Zeker is dat men tegenwoordig geen inwijding in om het even welke kunstvorm als geslaagd of zelfs maar als mogelijk kan zien, als die niet gebeurt door een actief en persoonlijk pogen tot schepping in dat domein. Men moet er tenminste zo ver in gaan, dat men in staat is bij de beschouwing van het kunstwerk, het als het ware opnieuw mee te voltrekken. Deze aandacht voor een in-wijding-in-de-kunst-al-doende wint nog aan waarde, als men dat ziet in het perspectief van de meer en meer groeiende vrije tijd en de steeds groter wordende tendens om de mens het leven passief te doen ondergaan, als ‘spectator’. Er is voorbereiding op het ene, menswaardig en echt vrij vrijetijdsgebruik, en tegengift tegen het andere, het passieve ondergaan nodig. En vermits het gebleken is dat het ‘Schaffende Kind’ tot zoveel in staat is dat men niet vermoedde, kan het zeer vroeg reeds in deze esthetisch artistieke richting opgeleid worden.
Doch wie dit doet moet zich over zijn houding tegenover het kind bezinnen. Hij moet nadenken over het woord van een der eerste kunstopvoeders in de moderne zin, Franz Cizek: ‘De opvoeder moet de meest nederige en deemoedige mens ter wereld zijn en in een kind zien een mirakel van God en niet een leerlingenmateriaal waaraan hij iets moet doen’. Men denke aan St Ex.
Wie dit doet moet een fijn gevoel hebben voor de verschillende stijlvormen in de kunst en de verschillende persoonlijkheidsstrukturen van de kinderen. Wie dit doet moet weten dat het kind eerst en vooral in zijn uitingen werkelijk uit zichzelf wil treden, in communicatie, in subtiel gesprek wil komen. En hij moet weten hoezeer luisteren een bevorderende kracht is voor een goed gesprek. Hij moet tuinier voor mensen willen zijn. De technische beheersing die het kind langzamerhand dient te verwerven moet er niet worden ingegoten. Kunst is essentieel zelfontplooing in een aangepast milieu. Al doende zal men daarbij de vormwetten ontdekken. Wie ze niet zo ontdekt zal ze nooit tenvolle begrijpen.
Tot het aangepaste milieu voor het artistiek scheppende kind behoort voor al het andere een mens met de nodige artistieke en psychologische gaven om te bevrijden eerder dan om te beleren.
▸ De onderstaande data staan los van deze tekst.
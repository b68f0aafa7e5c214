use chrono::{DateTime, Utc};
use serde_json::Value;
use trinity_types::{CostEntry, ModelTier};

/// Filters applied when summarizing or exporting cost entries. All fields
/// are conjunctive; an absent field matches everything.
#[derive(Debug, Clone, Default)]
pub struct SummaryFilters {
    pub since: Option<DateTime<Utc>>,
    pub until: Option<DateTime<Utc>>,
    pub operation: Option<String>,
    pub model_tier: Option<ModelTier>,
    pub metadata: Option<Value>,
}

impl SummaryFilters {
    pub fn matches(&self, entry: &CostEntry) -> bool {
        if let Some(since) = self.since {
            if entry.timestamp < since {
                return false;
            }
        }
        if let Some(until) = self.until {
            if entry.timestamp > until {
                return false;
            }
        }
        if let Some(op) = &self.operation {
            if &entry.operation != op {
                return false;
            }
        }
        if let Some(tier) = self.model_tier {
            if entry.model_tier != tier {
                return false;
            }
        }
        if let Some(metadata) = &self.metadata {
            if &entry.metadata != metadata {
                return false;
            }
        }
        true
    }
}

#[cfg(test)]
mod tests {
    use super::*;
    use serde_json::json;

    fn entry(operation: &str, metadata: Value) -> CostEntry {
        CostEntry {
            timestamp: Utc::now(),
            operation: operation.to_string(),
            model: "gpt-4".to_string(),
            model_tier: ModelTier::CloudStandard,
            tokens_in: 0,
            tokens_out: 0,
            cost_usd: 0.0,
            duration_seconds: 0.0,
            success: true,
            metadata,
            error: None,
        }
    }

    #[test]
    fn metadata_filter_requires_exact_equality() {
        let filters = SummaryFilters {
            metadata: Some(json!({"repo": "trinity"})),
            ..Default::default()
        };
        assert!(filters.matches(&entry("code_generation", json!({"repo": "trinity"}))));
        assert!(!filters.matches(&entry("code_generation", json!({"repo": "other"}))));
        assert!(!filters.matches(&entry("code_generation", Value::Null)));
    }

    #[test]
    fn absent_metadata_filter_matches_everything() {
        let filters = SummaryFilters::default();
        assert!(filters.matches(&entry("code_generation", json!({"repo": "trinity"}))));
        assert!(filters.matches(&entry("code_generation", Value::Null)));
    }
}
//! ARCHITECT — cognition (§4.5.2). Subscribes to `improvement_queue` and
//! runs the 10-step triage → context → complexity → engine → strategy →
//! externalize → task graph → self-verify → publish → reset cycle per
//! signal.

pub mod markdown;
pub mod plan;

use std::sync::{Arc, Mutex};

use futures::StreamExt;
use tokio_util::sync::CancellationToken;
use tracing::{error, info};

use trinity_bus::{queues, MessageBus};
use trinity_patterns::{PatternStore, SearchQuery};
use trinity_types::{Pattern, Strategy};

use crate::config::ArchitectConfig;
use crate::error::Result;
use crate::signal::Signal;

/// §4.5.2's five counters, surfaced verbatim (`get_stats()` in the original).
#[derive(Debug, Clone, Default, serde::Serialize)]
pub struct ArchitectStats {
    pub signals_processed: u64,
    pub specs_generated: u64,
    pub adrs_generated: u64,
    pub tasks_created: u64,
    pub escalations: u64,
}

pub struct Architect {
    bus: Arc<MessageBus>,
    patterns: Arc<dyn PatternStore>,
    config: ArchitectConfig,
    stats: Mutex<ArchitectStats>,
}

impl Architect {
    pub fn new(bus: Arc<MessageBus>, patterns: Arc<dyn PatternStore>, config: ArchitectConfig) -> Self {
        Self {
            bus,
            patterns,
            config,
            stats: Mutex::new(ArchitectStats::default()),
        }
    }

    pub fn stats(&self) -> ArchitectStats {
        self.stats.lock().expect("architect stats lock poisoned").clone()
    }

    pub async fn run(&self, cancel: CancellationToken) {
        let mut signals = self.bus.subscribe(queues::IMPROVEMENT_QUEUE, 1);
        loop {
            tokio::select! {
                _ = cancel.cancelled() => {
                    info!(target: "trinity.architect", "stopping");
                    break;
                }
                message = signals.next() => {
                    let Some(message) = message else { break };
                    let message_id = message.id;
                    if let Err(err) = self.process_message(&message.payload).await {
                        error!(target: "trinity.architect", error = %err, "signal processing failed");
                    }
                    if let Err(err) = self.bus.ack(message_id).await {
                        error!(target: "trinity.architect", error = %err, "ack failed");
                    }
                }
            }
        }
    }

    /// Deserializes the raw payload and runs one cycle, converting any
    /// failure into a telemetry report rather than propagating it — every
    /// signal either completes fully or produces exactly one failure report
    /// (§7 propagation policy).
    pub async fn process_message(&self, payload: &serde_json::Value) -> Result<()> {
        let signal: Signal = match serde_json::from_value(payload.clone()) {
            Ok(signal) => signal,
            Err(err) => {
                let correlation_id = payload
                    .get("correlation_id")
                    .and_then(serde_json::Value::as_str)
                    .unwrap_or("unknown")
                    .to_string();
                return self
                    .publish_failure(&correlation_id, payload, &err.to_string())
                    .await;
            }
        };

        match self.process_signal(&signal).await {
            Ok(()) => {
                self.stats.lock().expect("architect stats lock poisoned").signals_processed += 1;
                Ok(())
            }
            Err(err) => {
                self.publish_failure(&signal.correlation_id, payload, &err.to_string())
                    .await
            }
        }
    }

    async fn process_signal(&self, signal: &Signal) -> Result<()> {
        let correlation_id = signal.correlation_id.clone();

        // Step 2: gather context.
        let historical_patterns = self.gather_context(signal).await?;

        // Steps 3-4: complexity + engine selection.
        let complexity = plan::assess_complexity(signal);
        let (engine, escalated) = plan::select_engine(signal, complexity);
        if escalated {
            self.stats.lock().expect("architect stats lock poisoned").escalations += 1;
        }

        // Step 5: formulate strategy.
        let strategy = self.formulate_strategy(signal, &historical_patterns, complexity, engine, &correlation_id);

        // Step 6: externalize.
        self.externalize_strategy(&correlation_id, &strategy).await?;

        // Step 7: task graph.
        let tasks = plan::generate_task_graph(&strategy, &correlation_id);
        self.stats.lock().expect("architect stats lock poisoned").tasks_created += tasks.len() as u64;

        // Step 8: self-verify.
        let verify_result = plan::validate_plan(&tasks);
        // Step 10 happens regardless of step 8's outcome (stateless reset).
        self.cleanup_workspace(&correlation_id).await;
        verify_result?;

        // Step 9: publish.
        for task in &tasks {
            self.bus
                .publish(
                    queues::EXECUTION_QUEUE,
                    serde_json::to_value(task)?,
                    task.priority.bus_priority(),
                    Some(correlation_id.clone()),
                )
                .await?;
        }

        Ok(())
    }

    async fn gather_context(&self, signal: &Signal) -> Result<Vec<Pattern>> {
        let query_text = if signal.pattern.is_empty() {
            "general".to_string()
        } else {
            signal.pattern.clone()
        };
        let query = SearchQuery {
            query: Some(query_text),
            min_confidence: 0.6,
            limit: 5,
            ..SearchQuery::new()
        };
        Ok(self.patterns.search_patterns(&query).await?)
    }

    fn formulate_strategy(
        &self,
        signal: &Signal,
        historical_patterns: &[Pattern],
        complexity: f64,
        engine: trinity_types::ModelTier,
        correlation_id: &str,
    ) -> Strategy {
        if complexity >= self.config.min_complexity {
            let spec_markdown = markdown::render_spec_markdown(signal, historical_patterns, correlation_id);
            self.stats.lock().expect("architect stats lock poisoned").specs_generated += 1;

            let adr_markdown = if plan::is_architectural(signal) {
                self.stats.lock().expect("architect stats lock poisoned").adrs_generated += 1;
                Some(markdown::render_adr_markdown(signal, correlation_id))
            } else {
                None
            };

            Strategy {
                priority: signal.priority,
                complexity,
                engine,
                decision: format!("Complex task requiring formal specification (complexity={complexity:.2})"),
                spec_markdown: Some(spec_markdown),
                adr_markdown,
                tasks: Vec::new(),
            }
        } else {
            Strategy {
                priority: signal.priority,
                complexity,
                engine,
                decision: format!("Simple task, direct implementation (complexity={complexity:.2})"),
                spec_markdown: None,
                adr_markdown: None,
                tasks: Vec::new(),
            }
        }
    }

    async fn externalize_strategy(&self, correlation_id: &str, strategy: &Strategy) -> Result<()> {
        tokio::fs::create_dir_all(&self.config.workspace_dir).await?;
        let path = self.strategy_path(correlation_id);
        let content = render_strategy_file(strategy);
        tokio::fs::write(&path, content).await?;
        Ok(())
    }

    async fn cleanup_workspace(&self, correlation_id: &str) {
        let path = self.strategy_path(correlation_id);
        let _ = tokio::fs::remove_file(&path).await;
    }

    fn strategy_path(&self, correlation_id: &str) -> std::path::PathBuf {
        self.config.workspace_dir.join(format!("{correlation_id}_strategy.md"))
    }

    async fn publish_failure(
        &self,
        correlation_id: &str,
        signal: &serde_json::Value,
        reason: &str,
    ) -> Result<()> {
        let report = serde_json::json!({
            "status": "failure",
            "correlation_id": correlation_id,
            "signal": signal,
            "error": reason,
            "timestamp": chrono::Utc::now(),
        });
        self.bus
            .publish(queues::TELEMETRY_STREAM, report, 10, Some(correlation_id.to_string()))
            .await?;
        Ok(())
    }
}

fn render_strategy_file(strategy: &Strategy) -> String {
    let mut content = format!(
        "# Strategy\n\n## Engine\n{}\n\n## Complexity\n{:.2}\n\n## Decision\n{}\n\n## Spec Generated\n{}\n\n## ADR Generated\n{}\n",
        strategy.engine,
        strategy.complexity,
        strategy.decision,
        if strategy.spec_markdown.is_some() { "Yes" } else { "No" },
        if strategy.adr_markdown.is_some() { "Yes" } else { "No" },
    );
    content.push_str("\n## Task Graph\n");
    for task in &strategy.tasks {
        content.push_str(&format!("- {}: {:?} ({})\n", task.task_id, task.task_type, task.sub_agent));
    }
    content
}

#[cfg(test)]
mod tests {
    use super::*;
    use crate::signal::SignalData;
    use std::path::Path;
    use trinity_patterns::InMemoryPatternStore;

    fn architect(workspace: std::path::PathBuf) -> Architect {
        Architect::new(
            Arc::new(MessageBus::open(Path::new(":memory:")).unwrap()),
            Arc::new(InMemoryPatternStore::new()),
            ArchitectConfig {
                min_complexity: 0.7,
                workspace_dir: workspace,
            },
        )
    }

    fn signal(priority: trinity_types::Priority, pattern: &str, keywords: &[&str]) -> Signal {
        Signal {
            correlation_id: "corr-1".to_string(),
            priority,
            pattern: pattern.to_string(),
            pattern_type: Some(pattern.to_string()),
            data: SignalData {
                keywords: keywords.iter().map(|s| s.to_string()).collect(),
                extra: Default::default(),
            },
            evidence_count: 1,
            confidence: 0.8,
            timestamp: chrono::Utc::now(),
        }
    }

    #[tokio::test]
    async fn simple_signal_produces_three_tasks_without_spec() {
        let dir = tempfile::tempdir().unwrap();
        let a = architect(dir.path().to_path_buf());
        let s = signal(trinity_types::Priority::Normal, "opportunity", &[]);
        a.process_signal(&s).await.unwrap();

        let tasks = a.bus.by_correlation("corr-1").await.unwrap();
        assert_eq!(tasks.len(), 3);
        assert_eq!(a.stats().tasks_created, 3);
        assert_eq!(a.stats().specs_generated, 0);
    }

    #[tokio::test]
    async fn architectural_keyword_generates_spec_and_adr() {
        let dir = tempfile::tempdir().unwrap();
        let a = architect(dir.path().to_path_buf());
        let s = signal(trinity_types::Priority::Normal, "refactor", &["architecture"]);
        a.process_signal(&s).await.unwrap();

        assert_eq!(a.stats().specs_generated, 1);
        assert_eq!(a.stats().adrs_generated, 1);
    }

    #[tokio::test]
    async fn critical_priority_escalates() {
        let dir = tempfile::tempdir().unwrap();
        let a = architect(dir.path().to_path_buf());
        let s = signal(trinity_types::Priority::Critical, "failure", &[]);
        a.process_signal(&s).await.unwrap();
        assert_eq!(a.stats().escalations, 1);
    }

    #[tokio::test]
    async fn workspace_file_is_cleaned_up_after_the_cycle() {
        let dir = tempfile::tempdir().unwrap();
        let a = architect(dir.path().to_path_buf());
        let s = signal(trinity_types::Priority::Normal, "opportunity", &[]);
        a.process_signal(&s).await.unwrap();
        assert!(!a.strategy_path("corr-1").exists());
    }

    #[tokio::test]
    async fn malformed_payload_publishes_failure_telemetry() {
        let dir = tempfile::tempdir().unwrap();
        let a = architect(dir.path().to_path_buf());
        let bad = serde_json::json!({"not": "a signal"});
        a.process_message(&bad).await.unwrap();
        let pending = a.bus.pending_count(queues::TELEMETRY_STREAM).await.unwrap();
        assert_eq!(pending, 1);
    }
}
Waar het kind vroeg zijn eigen werk beleeft in een dergelijke opene aanvaarding, zal het kunst als een vreugdebrengende waarde in zijn leven integreren. Misschien zal door de osmose van het totale leven het bestreven van vormharmonie in de expressie aanleiding worden tot het zoeken van levensharmonie, een toverwoord voor jonge mensen. Actieve opvoeding tot kunst is de weg waarlangs kunstopvoeding worden kan: vorming tot levenskunst.